[Stored dataset items]
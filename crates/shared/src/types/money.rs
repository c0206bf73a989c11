//! Money stored as integer minor units.
//!
//! CRITICAL: Never use floating-point for money calculations.
//! Amounts are persisted as `MinorUnits` (e.g. cents). Conversion to and
//! from major units happens only at display/input boundaries, and that is
//! the only place rounding is allowed.

use rust_decimal::prelude::ToPrimitive;
use rust_decimal::{Decimal, RoundingStrategy};
use serde::{Deserialize, Serialize};
use thiserror::Error;

/// Errors produced by money conversions.
#[derive(Debug, Clone, PartialEq, Eq, Error)]
pub enum MoneyError {
    /// Amount does not fit into 64-bit minor units.
    #[error("Amount out of range: {0}")]
    OutOfRange(Decimal),

    /// More decimal places than 64-bit minor units can carry.
    #[error("Unsupported scale: {0} decimal places (at most 18)")]
    UnsupportedScale(u32),

    /// Exchange rate must be positive.
    #[error("Exchange rate must be positive, got {0}")]
    InvalidExchangeRate(Decimal),

    /// Arithmetic between different currencies.
    #[error("Currency mismatch: {left} vs {right}")]
    CurrencyMismatch {
        /// Left-hand currency.
        left: Currency,
        /// Right-hand currency.
        right: Currency,
    },
}

/// Largest scale accepted by [`MinorUnits`] conversions; `10^18` is the
/// biggest power of ten an `i64` holds.
pub const MAX_DECIMAL_PLACES: u32 = 18;

/// An amount expressed in a currency's smallest unit.
#[derive(Debug, Clone, Copy, Default, PartialEq, Eq, PartialOrd, Ord, Hash, Serialize, Deserialize)]
#[serde(transparent)]
pub struct MinorUnits(i64);

impl MinorUnits {
    /// Zero minor units.
    pub const ZERO: Self = Self(0);

    /// Wraps a raw minor-unit count.
    #[must_use]
    pub const fn new(value: i64) -> Self {
        Self(value)
    }

    /// Returns the raw minor-unit count.
    #[must_use]
    pub const fn value(self) -> i64 {
        self.0
    }

    /// Converts a major-unit amount, rounding to `decimal_places` with
    /// banker's rounding.
    ///
    /// # Errors
    ///
    /// Returns [`MoneyError::UnsupportedScale`] if `decimal_places` exceeds
    /// [`MAX_DECIMAL_PLACES`] and [`MoneyError::OutOfRange`] if the result
    /// does not fit in `i64`.
    pub fn from_major(amount: Decimal, decimal_places: u32) -> Result<Self, MoneyError> {
        let factor = checked_scale_factor(decimal_places)?;
        let rounded =
            amount.round_dp_with_strategy(decimal_places, RoundingStrategy::MidpointNearestEven);
        rounded
            .checked_mul(factor)
            .and_then(|minor| minor.to_i64())
            .map(Self)
            .ok_or(MoneyError::OutOfRange(amount))
    }

    /// Converts back to major units. Exact.
    ///
    /// # Errors
    ///
    /// Returns [`MoneyError::UnsupportedScale`] if `decimal_places` exceeds
    /// [`MAX_DECIMAL_PLACES`].
    pub fn to_major(self, decimal_places: u32) -> Result<Decimal, MoneyError> {
        if decimal_places > MAX_DECIMAL_PLACES {
            return Err(MoneyError::UnsupportedScale(decimal_places));
        }
        Decimal::try_new(self.0, decimal_places)
            .map_err(|_| MoneyError::UnsupportedScale(decimal_places))
    }

    /// Checked addition.
    #[must_use]
    pub const fn checked_add(self, rhs: Self) -> Option<Self> {
        match self.0.checked_add(rhs.0) {
            Some(v) => Some(Self(v)),
            None => None,
        }
    }
}

fn checked_scale_factor(decimal_places: u32) -> Result<Decimal, MoneyError> {
    if decimal_places > MAX_DECIMAL_PLACES {
        return Err(MoneyError::UnsupportedScale(decimal_places));
    }
    10_i64
        .checked_pow(decimal_places)
        .map(Decimal::from)
        .ok_or(MoneyError::UnsupportedScale(decimal_places))
}

/// ISO 4217 currency codes supported by the system.
#[derive(Debug, Clone, Copy, PartialEq, Eq, Hash, Serialize, Deserialize)]
#[serde(rename_all = "UPPERCASE")]
pub enum Currency {
    /// US Dollar
    Usd,
    /// Indonesian Rupiah
    Idr,
    /// Euro
    Eur,
    /// Singapore Dollar
    Sgd,
    /// Japanese Yen
    Jpy,
}

impl Currency {
    /// Number of decimal places of the currency's minor unit.
    #[must_use]
    pub const fn decimal_places(self) -> u32 {
        match self {
            Self::Jpy => 0,
            Self::Usd | Self::Idr | Self::Eur | Self::Sgd => 2,
        }
    }
}

/// A positive conversion rate from one currency to another.
#[derive(Debug, Clone, Copy, PartialEq, Eq, Serialize, Deserialize)]
#[serde(transparent)]
pub struct ExchangeRate(Decimal);

impl ExchangeRate {
    /// Creates an exchange rate.
    ///
    /// # Errors
    ///
    /// Returns [`MoneyError::InvalidExchangeRate`] unless `rate > 0`.
    pub fn new(rate: Decimal) -> Result<Self, MoneyError> {
        if rate > Decimal::ZERO {
            Ok(Self(rate))
        } else {
            Err(MoneyError::InvalidExchangeRate(rate))
        }
    }

    /// Returns the rate.
    #[must_use]
    pub const fn value(self) -> Decimal {
        self.0
    }
}

/// Represents a monetary amount with currency.
#[derive(Debug, Clone, Copy, PartialEq, Eq, Serialize, Deserialize)]
pub struct Money {
    /// The amount in the smallest currency unit (e.g., cents).
    pub amount: MinorUnits,
    /// ISO 4217 currency code (e.g., "USD", "IDR").
    pub currency: Currency,
}

impl Money {
    /// Creates a new Money instance.
    #[must_use]
    pub const fn new(amount: MinorUnits, currency: Currency) -> Self {
        Self { amount, currency }
    }

    /// Creates a zero amount in the specified currency.
    #[must_use]
    pub const fn zero(currency: Currency) -> Self {
        Self {
            amount: MinorUnits::ZERO,
            currency,
        }
    }

    /// Builds money from a major-unit amount (input boundary).
    ///
    /// # Errors
    ///
    /// Returns [`MoneyError::OutOfRange`] if the amount does not fit.
    pub fn from_major(amount: Decimal, currency: Currency) -> Result<Self, MoneyError> {
        Ok(Self::new(
            MinorUnits::from_major(amount, currency.decimal_places())?,
            currency,
        ))
    }

    /// Major-unit amount (display boundary).
    #[must_use]
    pub fn to_major(&self) -> Decimal {
        // Currency scales are at most 2
        Decimal::new(self.amount.value(), self.currency.decimal_places())
    }

    /// Returns true if the amount is zero.
    #[must_use]
    pub const fn is_zero(&self) -> bool {
        self.amount.value() == 0
    }

    /// Returns true if the amount is negative.
    #[must_use]
    pub const fn is_negative(&self) -> bool {
        self.amount.value() < 0
    }

    /// Adds two amounts of the same currency.
    ///
    /// # Errors
    ///
    /// Returns an error on currency mismatch or overflow.
    pub fn checked_add(&self, other: &Self) -> Result<Self, MoneyError> {
        if self.currency != other.currency {
            return Err(MoneyError::CurrencyMismatch {
                left: self.currency,
                right: other.currency,
            });
        }
        self.amount
            .checked_add(other.amount)
            .map(|amount| Self::new(amount, self.currency))
            .ok_or_else(|| MoneyError::OutOfRange(self.to_major() + other.to_major()))
    }

    /// Converts into another currency with an explicit rate.
    ///
    /// The result is rounded to the target currency's decimal places using
    /// banker's rounding. Converting to the same currency is the identity.
    ///
    /// # Errors
    ///
    /// Returns [`MoneyError::OutOfRange`] if the converted amount overflows.
    pub fn convert(&self, to: Currency, rate: ExchangeRate) -> Result<Self, MoneyError> {
        if to == self.currency {
            return Ok(*self);
        }
        let converted = self
            .to_major()
            .checked_mul(rate.value())
            .ok_or(MoneyError::OutOfRange(self.to_major()))?;
        Self::from_major(converted, to)
    }
}

impl std::fmt::Display for Currency {
    fn fmt(&self, f: &mut std::fmt::Formatter<'_>) -> std::fmt::Result {
        match self {
            Self::Usd => write!(f, "USD"),
            Self::Idr => write!(f, "IDR"),
            Self::Eur => write!(f, "EUR"),
            Self::Sgd => write!(f, "SGD"),
            Self::Jpy => write!(f, "JPY"),
        }
    }
}

impl std::str::FromStr for Currency {
    type Err = String;

    fn from_str(s: &str) -> Result<Self, Self::Err> {
        match s.to_uppercase().as_str() {
            "USD" => Ok(Self::Usd),
            "IDR" => Ok(Self::Idr),
            "EUR" => Ok(Self::Eur),
            "SGD" => Ok(Self::Sgd),
            "JPY" => Ok(Self::Jpy),
            _ => Err(format!("Unknown currency: {s}")),
        }
    }
}
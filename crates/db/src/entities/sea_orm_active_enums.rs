//! String-backed enums shared by several entities.
//!
//! Stored as short strings rather than native enum types so the schema is
//! the same on PostgreSQL and SQLite.

use sea_orm::entity::prelude::*;
use serde::{Deserialize, Serialize};
use stockreg_core::document::DocumentKind as CoreDocumentKind;
use stockreg_core::register::RecordType as CoreRecordType;

/// Direction of a movement row.
#[derive(Debug, Clone, Copy, PartialEq, Eq, EnumIter, DeriveActiveEnum, Serialize, Deserialize)]
#[sea_orm(rs_type = "String", db_type = "String(StringLen::N(16))")]
pub enum RecordType {
    /// Stock in.
    #[sea_orm(string_value = "receipt")]
    Receipt,
    /// Stock out.
    #[sea_orm(string_value = "expense")]
    Expense,
}

impl From<CoreRecordType> for RecordType {
    fn from(value: CoreRecordType) -> Self {
        match value {
            CoreRecordType::Receipt => Self::Receipt,
            CoreRecordType::Expense => Self::Expense,
        }
    }
}

impl From<RecordType> for CoreRecordType {
    fn from(value: RecordType) -> Self {
        match value {
            RecordType::Receipt => Self::Receipt,
            RecordType::Expense => Self::Expense,
        }
    }
}

/// Kind of a document row.
#[derive(Debug, Clone, Copy, PartialEq, Eq, EnumIter, DeriveActiveEnum, Serialize, Deserialize)]
#[sea_orm(rs_type = "String", db_type = "String(StringLen::N(32))")]
pub enum DocumentKind {
    /// Goods receipt.
    #[sea_orm(string_value = "goods_receipt")]
    GoodsReceipt,
    /// Goods issue.
    #[sea_orm(string_value = "goods_issue")]
    GoodsIssue,
    /// Inventory count.
    #[sea_orm(string_value = "inventory_count")]
    InventoryCount,
}

impl From<CoreDocumentKind> for DocumentKind {
    fn from(value: CoreDocumentKind) -> Self {
        match value {
            CoreDocumentKind::GoodsReceipt => Self::GoodsReceipt,
            CoreDocumentKind::GoodsIssue => Self::GoodsIssue,
            CoreDocumentKind::InventoryCount => Self::InventoryCount,
        }
    }
}

impl From<DocumentKind> for CoreDocumentKind {
    fn from(value: DocumentKind) -> Self {
        match value {
            DocumentKind::GoodsReceipt => Self::GoodsReceipt,
            DocumentKind::GoodsIssue => Self::GoodsIssue,
            DocumentKind::InventoryCount => Self::InventoryCount,
        }
    }
}
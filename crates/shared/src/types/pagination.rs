//! Pagination types for list queries.

use serde::{Deserialize, Serialize};

/// Upper bound on page size accepted from callers.
pub const MAX_PER_PAGE: u32 = 500;

/// Request parameters for paginated queries.
#[derive(Debug, Clone, Copy, Serialize, Deserialize)]
pub struct PageRequest {
    /// Page number (1-indexed).
    #[serde(default = "default_page")]
    pub page: u32,
    /// Number of items per page.
    #[serde(default = "default_per_page")]
    pub per_page: u32,
}

fn default_page() -> u32 {
    1
}

fn default_per_page() -> u32 {
    20
}

impl Default for PageRequest {
    fn default() -> Self {
        Self {
            page: default_page(),
            per_page: default_per_page(),
        }
    }
}

impl PageRequest {
    /// Creates a page request, clamping page to >= 1 and per_page to 1..=500.
    #[must_use]
    pub fn new(page: u32, per_page: u32) -> Self {
        Self {
            page: page.max(1),
            per_page: per_page.clamp(1, MAX_PER_PAGE),
        }
    }

    /// Calculates the offset for database queries.
    #[must_use]
    pub fn offset(&self) -> u64 {
        u64::from(self.page.saturating_sub(1)) * self.limit()
    }

    /// Returns the limit for database queries.
    #[must_use]
    pub fn limit(&self) -> u64 {
        u64::from(self.per_page.clamp(1, MAX_PER_PAGE))
    }
}

/// Response wrapper for paginated data.
#[derive(Debug, Clone, Serialize, Deserialize)]
pub struct PageResponse<T> {
    /// The items in the current page.
    pub data: Vec<T>,
    /// Pagination metadata.
    pub meta: PageMeta,
}

/// Pagination metadata.
#[derive(Debug, Clone, Serialize, Deserialize)]
pub struct PageMeta {
    /// Current page number.
    pub page: u32,
    /// Items per page.
    pub per_page: u32,
    /// Total number of items across all pages.
    pub total: u64,
    /// Total number of pages.
    pub total_pages: u64,
}

impl<T> PageResponse<T> {
    /// Creates a new paginated response.
    #[must_use]
    pub fn new(data: Vec<T>, request: PageRequest, total: u64) -> Self {
        let total_pages = if total == 0 {
            1
        } else {
            total.div_ceil(request.limit())
        };

        Self {
            data,
            meta: PageMeta {
                page: request.page,
                per_page: request.per_page,
                total,
                total_pages,
            },
        }
    }
}
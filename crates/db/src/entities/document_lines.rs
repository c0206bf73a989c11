//! `SeaORM` Entity for document_lines table.

use sea_orm::entity::prelude::*;
use serde::{Deserialize, Serialize};

#[derive(Clone, Debug, PartialEq, DeriveEntityModel, Eq, Serialize, Deserialize)]
#[sea_orm(table_name = "document_lines")]
pub struct Model {
    #[sea_orm(primary_key, auto_increment = false)]
    pub id: Uuid,
    pub document_id: Uuid,
    pub line_number: i32,
    pub product_id: Uuid,
    /// Scaled by 10,000.
    pub quantity: i64,
}

#[derive(Copy, Clone, Debug, EnumIter, DeriveRelation)]
pub enum Relation {
    #[sea_orm(
        belongs_to = "super::documents::Entity",
        from = "Column::DocumentId",
        to = "super::documents::Column::Id",
        on_delete = "Cascade"
    )]
    Documents,
}

impl Related<super::documents::Entity> for Entity {
    fn to() -> RelationDef {
        Relation::Documents.def()
    }
}

impl ActiveModelBehavior for ActiveModel {}
//! Document and catalog types.

use std::fmt;

use chrono::{DateTime, NaiveDate, NaiveTime, Utc};
use serde::{Deserialize, Serialize};
use stockreg_shared::types::{CounterpartyId, DocumentId, ProductId, Quantity, WarehouseId};

/// What a document does to stock.
#[derive(Debug, Clone, Copy, PartialEq, Eq, Hash, Serialize, Deserialize)]
#[serde(rename_all = "snake_case")]
pub enum DocumentKind {
    /// Every line is a receipt into the warehouse.
    GoodsReceipt,
    /// Every line is an expense out of the warehouse.
    GoodsIssue,
    /// Every line holds a counted quantity; posting books the difference.
    InventoryCount,
}

impl DocumentKind {
    /// Returns the string representation of the kind.
    #[must_use]
    pub const fn as_str(&self) -> &'static str {
        match self {
            Self::GoodsReceipt => "goods_receipt",
            Self::GoodsIssue => "goods_issue",
            Self::InventoryCount => "inventory_count",
        }
    }

    /// Parses a kind from a string.
    pub fn parse(s: &str) -> Option<Self> {
        match s {
            "goods_receipt" => Some(Self::GoodsReceipt),
            "goods_issue" => Some(Self::GoodsIssue),
            "inventory_count" => Some(Self::InventoryCount),
            _ => None,
        }
    }
}

impl fmt::Display for DocumentKind {
    fn fmt(&self, f: &mut fmt::Formatter<'_>) -> fmt::Result {
        f.write_str(self.as_str())
    }
}

/// Lifecycle state of a document.
///
/// Valid transitions:
/// - Draft → Posted (post)
/// - Posted → Posted (re-post in place)
/// - Posted → Unposted (unpost)
/// - Unposted → Posted (post)
#[derive(Debug, Clone, Copy, PartialEq, Eq, Serialize, Deserialize)]
#[serde(rename_all = "lowercase")]
pub enum DocumentStatus {
    /// Never posted.
    Draft,
    /// Movements of the current posting iteration are in the ledger.
    Posted,
    /// Was posted once, currently has no movements. Editable like a draft.
    Unposted,
}

impl DocumentStatus {
    /// Derives the status from the stored flags.
    #[must_use]
    pub const fn from_flags(posted: bool, posted_version: i32) -> Self {
        match (posted, posted_version) {
            (true, _) => Self::Posted,
            (false, 0) => Self::Draft,
            (false, _) => Self::Unposted,
        }
    }

    /// Returns true if lines and header may be edited.
    #[must_use]
    pub const fn is_editable(&self) -> bool {
        matches!(self, Self::Draft | Self::Unposted)
    }
}

impl fmt::Display for DocumentStatus {
    fn fmt(&self, f: &mut fmt::Formatter<'_>) -> fmt::Result {
        f.write_str(match self {
            Self::Draft => "draft",
            Self::Posted => "posted",
            Self::Unposted => "unposted",
        })
    }
}

/// One document line.
#[derive(Debug, Clone, PartialEq, Eq, Serialize, Deserialize)]
pub struct DocumentLine {
    /// Position, starting at 1.
    pub line_number: i32,
    /// Product.
    pub product_id: ProductId,
    /// Quantity moved, or counted for an inventory count.
    pub quantity: Quantity,
}

/// Header and lines supplied when creating or editing a document.
#[derive(Debug, Clone, PartialEq, Eq, Serialize, Deserialize)]
pub struct DocumentDraft {
    /// Kind.
    pub kind: DocumentKind,
    /// Human-facing number (e.g. `GR-0001`).
    pub number: String,
    /// Business date.
    pub date: NaiveDate,
    /// Warehouse every line refers to.
    pub warehouse_id: WarehouseId,
    /// Supplier or customer.
    pub counterparty_id: Option<CounterpartyId>,
    /// Free text.
    pub comment: Option<String>,
    /// Lines.
    pub lines: Vec<DocumentLine>,
}

/// A stored business document (the recorder of its movements).
#[derive(Debug, Clone, PartialEq, Eq, Serialize, Deserialize)]
pub struct Document {
    /// Id.
    pub id: DocumentId,
    /// Kind.
    pub kind: DocumentKind,
    /// Human-facing number.
    pub number: String,
    /// Business date.
    pub date: NaiveDate,
    /// Warehouse.
    pub warehouse_id: WarehouseId,
    /// Supplier or customer.
    pub counterparty_id: Option<CounterpartyId>,
    /// Free text.
    pub comment: Option<String>,
    /// Lines, ordered by line number.
    pub lines: Vec<DocumentLine>,
    /// Optimistic lock counter, bumped on every mutation.
    pub version: i32,
    /// Whether the current lines are in the ledger.
    pub posted: bool,
    /// Posting iteration of the movements in the ledger (0 = never posted).
    pub posted_version: i32,
    /// Creation time.
    pub created_at: DateTime<Utc>,
    /// Last mutation time.
    pub updated_at: DateTime<Utc>,
}

impl Document {
    /// Lifecycle state.
    #[must_use]
    pub const fn status(&self) -> DocumentStatus {
        DocumentStatus::from_flags(self.posted, self.posted_version)
    }

    /// Instant stamped on this document's movements: midnight UTC of its date.
    #[must_use]
    pub fn period(&self) -> DateTime<Utc> {
        self.date.and_time(NaiveTime::MIN).and_utc()
    }
}

/// A counterparty catalog entry.
#[derive(Debug, Clone, PartialEq, Eq, Serialize, Deserialize)]
pub struct Counterparty {
    /// Id.
    pub id: CounterpartyId,
    /// Unique short code.
    pub code: String,
    /// Display name.
    pub name: String,
    /// Optimistic lock counter.
    pub version: i32,
    /// Creation time.
    pub created_at: DateTime<Utc>,
    /// Last mutation time.
    pub updated_at: DateTime<Utc>,
}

*TASK GOAL*
Retype exactly the lines above, from the one with "if the result" through the one with "by the system.", inclusive.

*EXERCISE RESULT*
    /// [`MAX_DECIMAL_PLACES`] and [`MoneyError::OutOfRange`] if the result
    /// does not fit in `i64`.
    pub fn from_major(amount: Decimal, decimal_places: u32) -> Result<Self, MoneyError> {
        let factor = checked_scale_factor(decimal_places)?;
        let rounded =
            amount.round_dp_with_strategy(decimal_places, RoundingStrategy::MidpointNearestEven);
        rounded
            .checked_mul(factor)
            .and_then(|minor| minor.to_i64())
            .map(Self)
            .ok_or(MoneyError::OutOfRange(amount))
    }

    /// Converts back to major units. Exact.
    ///
    /// # Errors
    ///
    /// Returns [`MoneyError::UnsupportedScale`] if `decimal_places` exceeds
    /// [`MAX_DECIMAL_PLACES`].
    pub fn to_major(self, decimal_places: u32) -> Result<Decimal, MoneyError> {
        if decimal_places > MAX_DECIMAL_PLACES {
            return Err(MoneyError::UnsupportedScale(decimal_places));
        }
        Decimal::try_new(self.0, decimal_places)
            .map_err(|_| MoneyError::UnsupportedScale(decimal_places))
    }

    /// Checked addition.
    #[must_use]
    pub const fn checked_add(self, rhs: Self) -> Option<Self> {
        match self.0.checked_add(rhs.0) {
            Some(v) => Some(Self(v)),
            None => None,
        }
    }
}

fn checked_scale_factor(decimal_places: u32) -> Result<Decimal, MoneyError> {
    if decimal_places > MAX_DECIMAL_PLACES {
        return Err(MoneyError::UnsupportedScale(decimal_places));
    }
    10_i64
        .checked_pow(decimal_places)
        .map(Decimal::from)
        .ok_or(MoneyError::UnsupportedScale(decimal_places))
}

/// ISO 4217 currency codes supported by the system.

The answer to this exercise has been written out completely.